Cachet
A composable, multi-tier caching library with stampede protection, background refresh, and structured telemetry.
Why Multi-Tier Caching?
A single cache is a single point of failure and a capacity ceiling. Multi-tier caching layers fast, small caches in front of slower, larger ones:
- L1 (primary) - an in-process memory cache: microsecond latency, bounded capacity, evicts under pressure.
- L2 (fallback) - a remote or larger cache: millisecond latency, much larger capacity, survives process restarts.

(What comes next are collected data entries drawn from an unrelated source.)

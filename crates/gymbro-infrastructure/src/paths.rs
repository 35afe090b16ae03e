//! Path management for gymbro configuration and data files.
//!
//! # Directory Structure
//!
//! ```text
//! ~/.config/gymbro/            # Config directory
//! └── config.toml              # Application configuration
//!
//! <storage.history_dir>/       # Only when configured
//! ├── users.json               # Active flags and personal records
//! └── workouts/                # Completed workouts, one file each
//! ```

use gymbro_core::error::{GymError, Result};
use std::path::PathBuf;

const APP_DIR: &str = "gymbro";

/// Environment variable naming an explicit config file.
pub const CONFIG_ENV_VAR: &str = "GYMBRO_CONFIG";

pub struct GymbroPaths;

impl GymbroPaths {
    /// Returns the platform config directory for gymbro.
    pub fn config_dir() -> Result<PathBuf> {
        dirs::config_dir()
            .map(|dir| dir.join(APP_DIR))
            .ok_or_else(|| GymError::config("cannot determine config directory"))
    }

    /// Returns the default path of `config.toml`.
    pub fn config_file() -> Result<PathBuf> {
        Ok(Self::config_dir()?.join("config.toml"))
    }
}
//! Session updater helper for read-modify-write cycles.
//!
//! `SessionUpdater` wraps the "get → modify → update" pattern every session
//! mutation follows. The store's `update` is a compare-and-swap on the
//! session revision, so a cycle that raced another writer fails with
//! `Conflict` and is replayed against the fresh copy.

use chrono::Utc;
use gymbro_core::error::{GymError, Result};
use gymbro_core::session::{SessionStore, WorkoutSession};
use std::sync::Arc;
use std::time::Duration;

/// Attempts per read-modify-write before giving up.
pub const MAX_UPDATE_ATTEMPTS: usize = 8;

/// Result of trying to claim a session for reconciliation.
#[derive(Debug, Clone, PartialEq, Eq)]
pub enum SealOutcome {
    /// This caller sealed the session and owns its reconciliation.
    Sealed(WorkoutSession),
    /// Another reconciliation claimed it first, or it changed since it was
    /// observed as stale.
    Superseded,
}

pub struct SessionUpdater {
    store: Arc<dyn SessionStore>,
    max_attempts: usize,
}

impl SessionUpdater {
    pub fn new(store: Arc<dyn SessionStore>) -> Self {
        Self {
            store,
            max_attempts: MAX_UPDATE_ATTEMPTS,
        }
    }

    /// Loads the user's open session.
    ///
    /// # Errors
    ///
    /// `GymError::NoActiveSession` when there is no session or it is already
    /// being ended.
    pub async fn load_open(&self, user_id: &str) -> Result<WorkoutSession> {
        let session = self.load(user_id).await?;
        if session.is_sealed() {
            return Err(GymError::no_active_session(user_id));
        }
        Ok(session)
    }

    /// Applies `updater` to the user's open session and writes it back.
    ///
    /// `updater` may run more than once; it must derive everything from the
    /// session it is handed. Its error aborts the cycle without writing.
    ///
    /// # Returns
    ///
    /// The stored session (new revision, refreshed `last_updated`) and the
    /// updater's output.
    ///
    /// # Errors
    ///
    /// - `GymError::NoActiveSession`: no session, or it is being ended
    /// - any error returned by `updater`
    /// - `GymError::StoreUnavailable`: store failure, or conflicts persisted
    ///   past the attempt limit
    pub async fn update<F, T>(&self, user_id: &str, mut updater: F) -> Result<(WorkoutSession, T)>
    where
        F: FnMut(&mut WorkoutSession) -> Result<T> + Send,
        T: Send,
    {
        for attempt in 1..=self.max_attempts {
            let mut session = self.load_open(user_id).await?;
            let output = updater(&mut session)?;

            match self.store.update(user_id, &session).await {
                Ok(saved) => return Ok((saved, output)),
                Err(e) if e.is_conflict() => {
                    tracing::debug!(
                        target: "gymbro::session",
                        user_id = %user_id,
                        attempt,
                        "Concurrent session update, retrying"
                    );
                }
                Err(e) if e.is_not_found() => {
                    return Err(GymError::no_active_session(user_id));
                }
                Err(e) => return Err(e),
            }
        }

        Err(self.exhausted(user_id))
    }

    /// Claims the user's session for reconciliation by setting `sealed_at`.
    ///
    /// A seal younger than `lease` belongs to a reconciliation that may still
    /// be running, so the claim is refused. An older seal was left by a
    /// reconciliation that died without releasing it and is taken over. With
    /// `expected_revision` set, the claim is also refused if the session has
    /// changed since it was observed.
    ///
    /// The seal is written with `update_seal`, so the session keeps its
    /// staleness.
    ///
    /// # Errors
    ///
    /// - `GymError::NoActiveSession`: no session
    /// - `GymError::StoreUnavailable`: store failure or persistent conflicts
    pub async fn seal(
        &self,
        user_id: &str,
        expected_revision: Option<u64>,
        lease: Duration,
    ) -> Result<SealOutcome> {
        for attempt in 1..=self.max_attempts {
            let mut session = self.load(user_id).await?;
            if expected_revision.is_some_and(|rev| rev != session.revision) {
                return Ok(SealOutcome::Superseded);
            }
            let now = Utc::now();
            if session.seal_is_held(now, lease) {
                return Ok(SealOutcome::Superseded);
            }
            if let Some(sealed_at) = session.sealed_at {
                tracing::warn!(
                    target: "gymbro::session",
                    user_id = %user_id,
                    sealed_at = %sealed_at,
                    "Taking over an expired seal"
                );
            }
            let was_sealed = session.is_sealed();
            session.sealed_at = Some(now);

            match self.store.update_seal(user_id, &session).await {
                Ok(saved) => return Ok(SealOutcome::Sealed(saved)),
                Err(e) if e.is_conflict() => {
                    // Sealed sessions accept no mutations; only another claim can race us
                    if was_sealed || expected_revision.is_some() {
                        return Ok(SealOutcome::Superseded);
                    }
                    if self.load(user_id).await?.is_sealed() {
                        return Ok(SealOutcome::Superseded);
                    }
                    tracing::debug!(
                        target: "gymbro::session",
                        user_id = %user_id,
                        attempt,
                        "Session changed while sealing, retrying"
                    );
                }
                Err(e) if e.is_not_found() => {
                    return Err(GymError::no_active_session(user_id));
                }
                Err(e) => return Err(e),
            }
        }

        Err(self.exhausted(user_id))
    }

    /// Reopens a session sealed by this caller after its reconciliation
    /// failed.
    ///
    /// `sealed` must be the copy returned by [`seal`](Self::seal). The stored
    /// session gets its seal cleared and keeps its `last_updated`, so the
    /// user can keep working and a stale session is swept again on the next
    /// tick. Returns `false` when the session was deleted or taken over in
    /// the meantime.
    pub async fn release(&self, sealed: &WorkoutSession) -> Result<bool> {
        let mut reopened = sealed.clone();
        reopened.sealed_at = None;

        match self.store.update_seal(&sealed.user_id, &reopened).await {
            Ok(_) => Ok(true),
            Err(e) if e.is_conflict() || e.is_not_found() => Ok(false),
            Err(e) => Err(e),
        }
    }

    async fn load(&self, user_id: &str) -> Result<WorkoutSession> {
        self.store.get(user_id).await.map_err(|e| {
            if e.is_not_found() {
                GymError::no_active_session(user_id)
            } else {
                e
            }
        })
    }

    fn exhausted(&self, user_id: &str) -> GymError {
        tracing::warn!(
            target: "gymbro::session",
            user_id = %user_id,
            attempts = self.max_attempts,
            "Session update kept conflicting"
        );
        GymError::store(format!(
            "session for user '{}' is under heavy contention; try again later",
            user_id
        ))
    }
}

On a miss in L1, cachet transparently queries L2 and optionally promotes the
value back into L1 so the next request is fast again. The result is lower average
latency, reduced load on the backing store, and resilience when either tier is
temporarily unavailable.
Why Background Refresh?
TTL-based expiration causes a synchronous miss every time an entry ages out: the next caller blocks while the value is recomputed. Background refresh (time-to-refresh, TTR) decouples freshness from latency:
- While an entry is still within its TTR, all callers receive the cached value immediately (a “refresh hit”).
- Once the TTR elapses, the next caller still receives the stale value, but a background task is spawned to pull a fresh value from the fallback tier.
- Subsequent callers continue to hit the cache while the refresh happens, so latency never spikes.
Use TimeToRefresh together with a fallback tier to enable this pattern.
Cache Stampede Protection
A cache stampede (also called a thundering herd) occurs when many concurrent requests all miss the cache at the same time - for example, after a cold start or after a popular entry expires. Every request independently computes the value, spiking load on the backing store.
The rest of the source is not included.